Stato di calamità per il comparto della peschicoltura

Il crollo dei prezzi superiore al 30% per le province di Messina ed Agrigento, per l’anno in corso, ha spinto la Giunta regionale a dichiarare lo stato di crisi del comparto della peschicoltura per le suddette province, al fine di “evitare la perdita del patrimonio arboreo che permette il mantenimento, in zone particolarmente difficili, di imprenditori d’avanguardia, i quali stanno trasformando i propri impianti in funzione delle richieste del mercato globale allo scopo di risollevarsi dallo stato di crisi”.

Dai dati ISTAT, relative alla coltura del pesco (pesche e nettarine) in Sicilia, si deduce che  il comparto nell’ultimo decennio ha avuto una significativa espansione degli investimenti pari al 28%, infatti, la stessa è passata da 5.700 ettari del 1997 ai 6.901 ettari del 2011, di cui 1.280 sono investiti a nettarine, costituendo il 18,54% della peschicoltura isolana. Inoltre, la superficie del comparto risulta concentrata per l’85,52% in quattro province, rispettivamente: Agrigento 35,70%, Caltanisetta 27,53%, Palermo 12,58% e Messina 9,71 %.

L’intera produzione viene suddivisa in base all’epoca di maturazione in: Primizie: Maggio-Giugno; Medie: Luglio-Agosto; Tardive: Settembre.

In particolare le cultivar tardive ed extratardive sono coltivate sul 62% della superficie e le primizie e le medie costituiscono rispettivamente il 23% e 15%.

In Sicilia si stima una produzione di 1.116.305 q.li nel 2011, secondo dati ISTAT.

La peschicoltura, si realizza prevalentemente in impianti produttivi di tipo tradizionali, anche se vanno diffondendosi più moderni sistemi colturali. La peschicoltura tradizionale,si caratterizza per l’impiego di cultivar autoctone e forme di allevamento a vaso classico con densità di 600-650 piante /ha, con sesti 4X4 o 3X5.

La peschicoltura moderna, si basa su cultivar internazionali, con impianti a densità elevata, con sesti variabili e densità di impianto di 800-1000 piante.

Si stima che la peschicoltura di tipo tradizionale sia realizzata sull’80% circa della superficie complessiva, mentre i più moderni impiantì sul restante 20 %.

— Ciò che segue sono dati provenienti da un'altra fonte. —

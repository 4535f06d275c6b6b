use std::io;
use std::sync::Once;
use datadiff_config::Environment;
use thiserror::Error;
use tracing::info;
use tracing_appender::non_blocking::WorkerGuard;
use tracing_log::LogTracer;
use tracing_subscriber::filter::ParseError;
use tracing_subscriber::layer::SubscriberExt;
use tracing_subscriber::util::{SubscriberInitExt, TryInitError};
use tracing_subscriber::{EnvFilter, fmt};

/// Filter used when `RUST_LOG` is unset or invalid.
const DEFAULT_FILTER: &str = "info";

/// Filter used by [`init_test_tracing`] when `RUST_LOG` is unset.
const TEST_FILTER: &str = "datadiff=debug";

/// Errors raised while installing the global subscriber.
#[derive(Debug, Error)]
pub enum TracingError {
    #[error("failed to determine runtime environment: {0}")]
    Environment(#[from] io::Error),

    #[error("invalid log filter: {0}")]
    Filter(#[from] ParseError),

    #[error("failed to bridge `log` records into tracing: {0}")]
    LogBridge(#[from] tracing_log::log::SetLoggerError),

    #[error("failed to install the global subscriber: {0}")]
    Init(#[from] TryInitError),
}

/// Keeps the background log writer alive; buffered records are flushed on drop.
///
/// Hold it until the end of `main`.
#[must_use = "dropping the flusher stops log output"]
pub struct LogFlusher {
    _guard: WorkerGuard,
}

/// Installs the global tracing subscriber for the application `app_name`.
///
/// Events go to stderr through a non-blocking writer, leaving stdout to the report.
/// Output is JSON in the `prod` environment and human readable otherwise. The filter
/// is taken from `RUST_LOG` and defaults to `info`. Records emitted through the `log`
/// facade by HTTP and database client libraries are forwarded as tracing events.
pub fn init_tracing(app_name: &str) -> Result<LogFlusher, TracingError> {
    let environment = Environment::load()?;

    LogTracer::init()?;

    let filter = EnvFilter::try_from_default_env().or_else(|_| EnvFilter::try_new(DEFAULT_FILTER))?;
    let (writer, guard) = tracing_appender::non_blocking(io::stderr());

    let registry = tracing_subscriber::registry().with(filter);
    if environment.is_prod() {
        registry
            .with(
                fmt::layer()
                    .json()
                    .flatten_event(true)
                    .with_current_span(false)
                    .with_writer(writer),
            )
            .try_init()?;
    } else {
        registry
            .with(fmt::layer().with_target(false).with_writer(writer))
            .try_init()?;
    }

    info!(app = app_name, %environment, "tracing initialized");

    Ok(LogFlusher { _guard: guard })
}

/// Installs a subscriber that writes through the test harness capture.
///
/// Safe to call from every test; only the first call has an effect.
pub fn init_test_tracing() {
    static INIT: Once = Once::new();

    INIT.call_once(|| {
        let filter =
            EnvFilter::try_from_default_env().unwrap_or_else(|_| EnvFilter::new(TEST_FILTER));

        let _ = fmt()
            .with_env_filter(filter)
            .with_test_writer()
            .try_init();
    });
}
use datadiff::reconcile::{ReconcileSummary, Reconciler};
use datadiff::report::WriterSink;
use datadiff::source::AnySource;
use datadiff_config::shared::{DiffConfig, FetchConfig, ReconcileConfig, SourceConfig};
use tracing::{debug, info, warn};

use crate::error::{CliError, CliResult};

/// Connects both sources and runs the reconciliation, writing the report to stdout.
///
/// Ctrl+C drops the running reconciliation, which cancels every in-flight fetch.
pub async fn start_diff_with_config(config: DiffConfig) -> CliResult<ReconcileSummary> {
    log_config(&config);

    let (primary, secondary) = tokio::try_join!(
        AnySource::connect("primary", &config.primary, &config.fetch),
        AnySource::connect("secondary", &config.secondary, &config.fetch),
    )?;
    info!(
        primary = config.primary.driver(),
        secondary = config.secondary.driver(),
        "sources connected"
    );

    let reconciler = Reconciler::new(
        primary,
        secondary,
        config.reconcile,
        WriterSink::new(tokio::io::stdout()),
    );

    tokio::select! {
        result = reconciler.run() => Ok(result?),
        _ = tokio::signal::ctrl_c() => {
            warn!("ctrl+c received, cancelling reconciliation");
            Err(CliError::Interrupted)
        }
    }
}

fn log_config(config: &DiffConfig) {
    log_reconcile_config(&config.reconcile);
    log_fetch_config(&config.fetch);
    log_source_config("primary", &config.primary);
    log_source_config("secondary", &config.secondary);
}

fn log_reconcile_config(config: &ReconcileConfig) {
    debug!(
        initial_interval = config.initial_interval.get(),
        max_concurrency = config.max_concurrency,
        report_unresolved = config.report_unresolved,
        "reconcile config"
    );
}

fn log_fetch_config(config: &FetchConfig) {
    debug!(
        timeout_ms = config.timeout_ms,
        max_attempts = config.retry.max_attempts,
        initial_delay_ms = config.retry.initial_delay_ms,
        max_delay_ms = config.retry.max_delay_ms,
        backoff_multiplier = config.retry.backoff_multiplier,
        "fetch config"
    );
}

fn log_source_config(side: &str, config: &SourceConfig) {
    match config {
        SourceConfig::Memory { ids } => {
            debug!(side, ids = ids.len(), "using memory source config");
        }
        SourceConfig::Mysql {
            connection: _,
            table_name,
            field_name,
            conditions,
        } => {
            debug!(
                side,
                table_name,
                field_name,
                conditions = conditions.len(),
                "using mysql source config"
            );
        }
        SourceConfig::ElasticsearchLegacy {
            connection,
            index,
            doc_type,
            field,
        } => {
            debug!(
                side,
                connection, index, doc_type, field, "using elasticsearch 0.90 source config"
            );
        }
        SourceConfig::Elasticsearch7 {
            connection,
            index,
            field,
        }
        | SourceConfig::Elasticsearch8 {
            connection,
            index,
            field,
        } => {
            debug!(
                side,
                driver = config.driver(),
                connection,
                index,
                field,
                "using elasticsearch source config"
            );
        }
    }
}

#[cfg(test)]
mod tests {
    use super::*;

    #[tokio::test]
    async fn memory_sources_reconcile_end_to_end() {
        let config = DiffConfig {
            reconcile: ReconcileConfig::default(),
            fetch: FetchConfig::default(),
            primary: SourceConfig::Memory {
                ids: (0..100).collect(),
            },
            secondary: SourceConfig::Memory {
                ids: (0..100).filter(|id| *id != 42).collect(),
            },
        };

        let summary = start_diff_with_config(config).await.unwrap();

        assert_eq!(summary.only_primary, 1);
        assert_eq!(summary.only_secondary, 0);
    }
}
use std::collections::BTreeSet;
use std::sync::Arc;

use crate::error::DiffResult;
use crate::histogram::{Histogram, RecordId};
use crate::source::DataSource;

/// In-process source over a fixed identifier set.
///
/// Used for dry runs of a configuration and as the backing store of tests. Cloning shares
/// the same set.
#[derive(Debug, Clone, Default)]
pub struct MemorySource {
    ids: Arc<BTreeSet<RecordId>>,
}

impl MemorySource {
    pub fn new<I>(ids: I) -> Self
    where
        I: IntoIterator<Item = RecordId>,
    {
        Self {
            ids: Arc::new(ids.into_iter().collect()),
        }
    }

    /// Creates a source holding every identifier in `[gte, lt)`.
    pub fn contiguous(gte: RecordId, lt: RecordId) -> Self {
        Self::new(gte..lt)
    }

    pub fn len(&self) -> usize {
        self.ids.len()
    }

    pub fn is_empty(&self) -> bool {
        self.ids.is_empty()
    }
}

impl DataSource for MemorySource {
    fn name(&self) -> &'static str {
        "memory"
    }

    async fn fetch_histogram_all(&self, interval: i64) -> DiffResult<Histogram> {
        Histogram::from_ids(self.ids.iter().copied(), interval)
    }

    async fn fetch_histogram_range(
        &self,
        gte: RecordId,
        lt: RecordId,
        interval: i64,
    ) -> DiffResult<Histogram> {
        if gte >= lt {
            return Ok(Histogram::empty(interval));
        }

        Histogram::from_ids(self.ids.range(gte..lt).copied(), interval)
    }

    async fn fetch_id_range(&self, gte: RecordId, lt: RecordId) -> DiffResult<Vec<RecordId>> {
        if gte >= lt {
            return Ok(Vec::new());
        }

        Ok(self.ids.range(gte..lt).copied().collect())
    }
}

A causa delle ridotte dimensioni aziendali, l’offerta si presenta frazionata e dispersa. L’organizzazione commerciale è inefficiente ed è dotata di strutture di concentrazione e commercializzazione inadeguate (sovra o sottodimensionate rispetto alla effettiva potenzialità produttive) e con una gestione manageriale, che non riesce a stabilire rapporti duraturi con il sistema produttivo (nazionale ed internazionale).

La produzione dell’isola incontra difficoltà nella commercializzazione presso la distribuzione moderna, anche a causa di alcuni limiti negli standard qualitativi (scarsa estensione del sovra colore rosso sulle epidemie, polpa aderente al nocciolo e modesta resistenza alla manipolazione), che incontrano varie difficoltà commerciali. Pertanto, si nota una offerta disomogenea anche per le produzioni certificate e biologiche che sono pressoché assenti nei circuiti commerciali. Soltanto la pesca di Leonforte ha richiesto l’Indicazione Geografica Protetta (I.GP.) ed è ancora in attesa di riconoscimento. A quanto detto, per l’anno 2011, si deve considerare l’immissione sul mercato di prodotto costituito da frutti precoci, che provenivano dalla Spagna, invadendo il mercato interno creando una situazione, pesante sia a livello di esportazione nazionale che estera. Inoltre le condizioni meteo in alcuni periodi dell’anno sono risultate tali che la maturazione delle pesche è stata concentrata .in brevi periodi, con una offerta consistente e conseguentemente i prezzi hanno mostrato una tendenza al ribasso. Per le spese di produzione nel triennio 2008/2010, da quanto rilevato dalle relazioni dei vari Ispettorati, si constata, che la stesse hanno una incidenza sulla PLV del 50-55%, mentre per il 2011 del 75-80%, comunque analogamente a quanto avviene agli altri comparti agricoli.